### ENTRIES SHOWN
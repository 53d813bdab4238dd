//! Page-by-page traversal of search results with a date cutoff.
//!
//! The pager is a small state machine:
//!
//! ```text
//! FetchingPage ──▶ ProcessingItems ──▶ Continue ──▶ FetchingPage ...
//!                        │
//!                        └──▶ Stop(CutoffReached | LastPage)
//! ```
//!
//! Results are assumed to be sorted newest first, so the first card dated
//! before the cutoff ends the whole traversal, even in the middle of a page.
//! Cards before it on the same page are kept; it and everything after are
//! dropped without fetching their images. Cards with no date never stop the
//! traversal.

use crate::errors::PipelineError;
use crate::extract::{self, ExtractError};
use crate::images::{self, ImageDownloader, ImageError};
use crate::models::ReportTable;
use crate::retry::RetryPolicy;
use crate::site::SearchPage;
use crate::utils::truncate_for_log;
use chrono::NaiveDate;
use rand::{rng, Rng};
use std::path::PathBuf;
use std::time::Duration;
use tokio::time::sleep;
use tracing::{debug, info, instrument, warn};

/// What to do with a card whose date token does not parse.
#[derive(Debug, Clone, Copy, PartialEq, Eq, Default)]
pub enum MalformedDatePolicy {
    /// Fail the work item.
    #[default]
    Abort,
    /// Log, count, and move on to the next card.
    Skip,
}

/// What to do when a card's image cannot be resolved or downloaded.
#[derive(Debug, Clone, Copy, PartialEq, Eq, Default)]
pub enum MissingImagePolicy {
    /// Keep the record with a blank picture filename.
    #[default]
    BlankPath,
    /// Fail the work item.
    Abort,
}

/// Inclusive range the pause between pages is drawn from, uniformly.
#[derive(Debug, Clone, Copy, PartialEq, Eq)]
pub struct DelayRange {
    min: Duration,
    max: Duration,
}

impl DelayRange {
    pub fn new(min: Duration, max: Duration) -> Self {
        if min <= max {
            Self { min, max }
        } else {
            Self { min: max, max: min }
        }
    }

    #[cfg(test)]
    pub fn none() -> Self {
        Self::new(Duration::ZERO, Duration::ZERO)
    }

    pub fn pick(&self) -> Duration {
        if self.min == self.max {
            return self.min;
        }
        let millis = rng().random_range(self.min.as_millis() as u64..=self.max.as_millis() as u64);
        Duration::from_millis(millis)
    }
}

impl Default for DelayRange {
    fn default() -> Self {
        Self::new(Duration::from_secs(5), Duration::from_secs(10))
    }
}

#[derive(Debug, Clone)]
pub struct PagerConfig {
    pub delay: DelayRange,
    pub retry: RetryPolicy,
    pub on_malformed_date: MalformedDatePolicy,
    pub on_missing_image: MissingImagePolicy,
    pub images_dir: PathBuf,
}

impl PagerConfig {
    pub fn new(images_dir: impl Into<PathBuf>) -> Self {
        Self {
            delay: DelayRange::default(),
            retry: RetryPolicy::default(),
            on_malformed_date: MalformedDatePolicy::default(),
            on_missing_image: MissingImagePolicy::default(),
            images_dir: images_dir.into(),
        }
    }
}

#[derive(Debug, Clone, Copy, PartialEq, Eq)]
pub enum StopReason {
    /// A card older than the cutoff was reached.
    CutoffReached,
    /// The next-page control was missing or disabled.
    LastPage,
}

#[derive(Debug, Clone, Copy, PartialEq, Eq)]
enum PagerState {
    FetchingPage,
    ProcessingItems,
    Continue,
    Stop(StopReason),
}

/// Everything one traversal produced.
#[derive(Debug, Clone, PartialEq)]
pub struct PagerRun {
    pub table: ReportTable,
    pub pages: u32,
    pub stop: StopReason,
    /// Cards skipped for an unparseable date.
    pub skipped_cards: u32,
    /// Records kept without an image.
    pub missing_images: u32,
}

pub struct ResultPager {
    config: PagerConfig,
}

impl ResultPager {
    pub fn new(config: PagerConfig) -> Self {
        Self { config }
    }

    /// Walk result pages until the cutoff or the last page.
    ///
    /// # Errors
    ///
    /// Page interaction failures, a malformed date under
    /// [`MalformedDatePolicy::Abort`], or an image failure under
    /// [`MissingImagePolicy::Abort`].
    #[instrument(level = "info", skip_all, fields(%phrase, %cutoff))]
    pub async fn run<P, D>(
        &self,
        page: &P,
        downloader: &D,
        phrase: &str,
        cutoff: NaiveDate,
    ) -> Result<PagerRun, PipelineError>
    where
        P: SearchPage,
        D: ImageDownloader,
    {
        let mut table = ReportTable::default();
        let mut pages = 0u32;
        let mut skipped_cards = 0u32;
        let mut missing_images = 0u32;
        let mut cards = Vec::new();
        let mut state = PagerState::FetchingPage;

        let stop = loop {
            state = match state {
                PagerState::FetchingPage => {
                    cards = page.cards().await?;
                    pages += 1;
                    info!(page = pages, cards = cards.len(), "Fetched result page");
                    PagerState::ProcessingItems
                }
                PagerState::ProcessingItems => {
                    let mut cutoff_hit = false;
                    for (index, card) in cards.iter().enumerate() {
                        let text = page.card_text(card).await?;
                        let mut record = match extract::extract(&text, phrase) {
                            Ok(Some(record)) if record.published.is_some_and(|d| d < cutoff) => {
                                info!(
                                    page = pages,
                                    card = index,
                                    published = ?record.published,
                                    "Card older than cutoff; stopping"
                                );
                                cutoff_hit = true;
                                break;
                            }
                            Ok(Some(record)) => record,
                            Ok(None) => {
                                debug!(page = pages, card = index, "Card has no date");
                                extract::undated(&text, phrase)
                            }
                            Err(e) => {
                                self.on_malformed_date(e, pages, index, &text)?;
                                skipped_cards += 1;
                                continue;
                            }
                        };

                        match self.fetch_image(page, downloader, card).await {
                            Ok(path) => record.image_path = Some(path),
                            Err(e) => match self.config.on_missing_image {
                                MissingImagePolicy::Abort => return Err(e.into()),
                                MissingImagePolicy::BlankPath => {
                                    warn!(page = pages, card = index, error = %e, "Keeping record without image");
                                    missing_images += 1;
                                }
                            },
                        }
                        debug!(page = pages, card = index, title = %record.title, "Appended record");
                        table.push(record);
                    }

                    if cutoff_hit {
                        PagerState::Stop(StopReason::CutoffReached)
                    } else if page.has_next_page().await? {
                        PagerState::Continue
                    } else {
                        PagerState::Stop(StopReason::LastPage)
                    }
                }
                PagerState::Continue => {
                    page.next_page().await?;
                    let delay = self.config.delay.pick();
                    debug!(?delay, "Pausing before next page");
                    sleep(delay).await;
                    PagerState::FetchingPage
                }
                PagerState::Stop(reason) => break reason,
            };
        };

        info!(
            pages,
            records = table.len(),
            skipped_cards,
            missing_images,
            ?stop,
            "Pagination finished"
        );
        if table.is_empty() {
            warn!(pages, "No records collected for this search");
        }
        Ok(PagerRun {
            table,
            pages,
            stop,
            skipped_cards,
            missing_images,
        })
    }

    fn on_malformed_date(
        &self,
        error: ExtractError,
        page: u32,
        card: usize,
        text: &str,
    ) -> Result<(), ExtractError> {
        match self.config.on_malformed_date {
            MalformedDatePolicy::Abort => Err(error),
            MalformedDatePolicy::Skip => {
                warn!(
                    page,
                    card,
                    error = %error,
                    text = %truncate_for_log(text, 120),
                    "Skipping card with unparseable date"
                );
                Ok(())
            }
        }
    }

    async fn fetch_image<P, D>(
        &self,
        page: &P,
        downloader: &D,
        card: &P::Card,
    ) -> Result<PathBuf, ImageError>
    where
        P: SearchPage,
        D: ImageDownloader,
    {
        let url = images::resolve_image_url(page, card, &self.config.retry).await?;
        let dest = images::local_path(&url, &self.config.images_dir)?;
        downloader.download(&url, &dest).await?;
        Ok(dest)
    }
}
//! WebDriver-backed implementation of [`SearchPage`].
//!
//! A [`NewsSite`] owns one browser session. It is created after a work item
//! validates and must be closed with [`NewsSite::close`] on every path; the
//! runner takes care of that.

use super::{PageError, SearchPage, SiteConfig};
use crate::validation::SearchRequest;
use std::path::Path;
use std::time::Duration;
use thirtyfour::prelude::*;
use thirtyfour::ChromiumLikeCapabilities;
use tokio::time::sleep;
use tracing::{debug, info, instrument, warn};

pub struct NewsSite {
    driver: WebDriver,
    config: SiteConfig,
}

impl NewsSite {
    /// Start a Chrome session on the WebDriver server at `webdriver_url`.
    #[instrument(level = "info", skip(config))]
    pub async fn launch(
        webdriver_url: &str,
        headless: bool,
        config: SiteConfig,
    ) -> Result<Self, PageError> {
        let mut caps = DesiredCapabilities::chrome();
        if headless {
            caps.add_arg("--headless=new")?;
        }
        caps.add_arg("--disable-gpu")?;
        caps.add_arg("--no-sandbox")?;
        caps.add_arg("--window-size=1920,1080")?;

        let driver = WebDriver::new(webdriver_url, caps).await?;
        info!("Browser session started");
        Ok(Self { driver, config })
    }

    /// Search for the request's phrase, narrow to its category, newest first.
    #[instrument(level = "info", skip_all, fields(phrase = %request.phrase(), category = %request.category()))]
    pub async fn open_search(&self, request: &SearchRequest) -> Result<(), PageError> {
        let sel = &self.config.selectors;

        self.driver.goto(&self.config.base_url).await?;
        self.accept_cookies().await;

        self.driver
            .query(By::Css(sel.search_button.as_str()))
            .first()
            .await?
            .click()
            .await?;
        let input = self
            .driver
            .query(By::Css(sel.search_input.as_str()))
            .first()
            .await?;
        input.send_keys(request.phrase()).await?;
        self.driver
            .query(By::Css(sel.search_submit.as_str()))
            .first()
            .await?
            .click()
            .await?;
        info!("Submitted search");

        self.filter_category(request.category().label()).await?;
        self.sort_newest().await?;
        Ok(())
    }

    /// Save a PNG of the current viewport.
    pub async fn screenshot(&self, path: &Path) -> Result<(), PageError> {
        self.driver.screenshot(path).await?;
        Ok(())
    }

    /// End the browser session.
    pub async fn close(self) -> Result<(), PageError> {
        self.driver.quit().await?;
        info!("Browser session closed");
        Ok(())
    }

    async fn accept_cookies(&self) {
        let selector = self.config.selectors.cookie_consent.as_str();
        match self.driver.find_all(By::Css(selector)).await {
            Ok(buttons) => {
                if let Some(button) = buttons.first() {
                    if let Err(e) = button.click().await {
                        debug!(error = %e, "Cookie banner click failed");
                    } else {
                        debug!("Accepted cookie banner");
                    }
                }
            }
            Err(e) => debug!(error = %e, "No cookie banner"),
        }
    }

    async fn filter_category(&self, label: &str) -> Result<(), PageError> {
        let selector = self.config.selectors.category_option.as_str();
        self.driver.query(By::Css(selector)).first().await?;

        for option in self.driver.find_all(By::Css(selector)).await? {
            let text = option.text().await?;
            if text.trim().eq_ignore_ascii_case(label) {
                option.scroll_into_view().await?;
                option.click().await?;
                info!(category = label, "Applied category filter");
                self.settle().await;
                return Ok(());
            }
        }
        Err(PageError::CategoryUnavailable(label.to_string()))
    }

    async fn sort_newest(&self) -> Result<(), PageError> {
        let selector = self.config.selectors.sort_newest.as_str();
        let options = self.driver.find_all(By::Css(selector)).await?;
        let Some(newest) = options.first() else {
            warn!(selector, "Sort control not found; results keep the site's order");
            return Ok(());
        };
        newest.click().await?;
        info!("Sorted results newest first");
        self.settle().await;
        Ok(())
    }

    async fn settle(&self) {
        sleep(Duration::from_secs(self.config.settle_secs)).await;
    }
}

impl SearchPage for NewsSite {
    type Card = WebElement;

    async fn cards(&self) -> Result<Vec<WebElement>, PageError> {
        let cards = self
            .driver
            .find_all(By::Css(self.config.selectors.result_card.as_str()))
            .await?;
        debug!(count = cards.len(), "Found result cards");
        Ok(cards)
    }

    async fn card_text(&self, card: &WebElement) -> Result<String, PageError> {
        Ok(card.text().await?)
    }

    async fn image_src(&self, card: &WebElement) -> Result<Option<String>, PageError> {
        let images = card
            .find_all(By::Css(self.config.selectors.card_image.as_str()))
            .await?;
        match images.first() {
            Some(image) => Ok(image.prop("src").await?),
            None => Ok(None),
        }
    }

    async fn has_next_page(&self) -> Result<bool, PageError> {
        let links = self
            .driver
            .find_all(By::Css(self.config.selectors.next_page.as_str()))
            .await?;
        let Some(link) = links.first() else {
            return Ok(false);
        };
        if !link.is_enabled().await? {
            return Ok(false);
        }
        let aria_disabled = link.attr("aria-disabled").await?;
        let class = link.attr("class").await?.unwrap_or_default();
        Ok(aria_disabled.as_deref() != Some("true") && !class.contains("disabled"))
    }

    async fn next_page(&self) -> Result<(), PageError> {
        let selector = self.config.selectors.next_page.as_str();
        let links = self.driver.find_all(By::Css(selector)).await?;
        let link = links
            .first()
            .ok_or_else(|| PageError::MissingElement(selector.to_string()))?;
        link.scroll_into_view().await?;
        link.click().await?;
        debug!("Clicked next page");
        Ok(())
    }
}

* * *

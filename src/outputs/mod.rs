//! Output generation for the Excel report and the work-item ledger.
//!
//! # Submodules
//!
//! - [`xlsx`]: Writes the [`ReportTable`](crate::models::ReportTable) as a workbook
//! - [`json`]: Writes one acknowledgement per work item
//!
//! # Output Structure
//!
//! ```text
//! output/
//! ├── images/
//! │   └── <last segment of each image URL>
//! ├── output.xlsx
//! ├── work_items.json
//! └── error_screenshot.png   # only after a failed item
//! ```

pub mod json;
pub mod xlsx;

### REQUIRED WORK
Wherever the word "ImageError" appears in the listing above, copy the whole line.

### TASK ANSWER
use crate::images::{self, ImageDownloader, ImageError};
    ) -> Result<PathBuf, ImageError>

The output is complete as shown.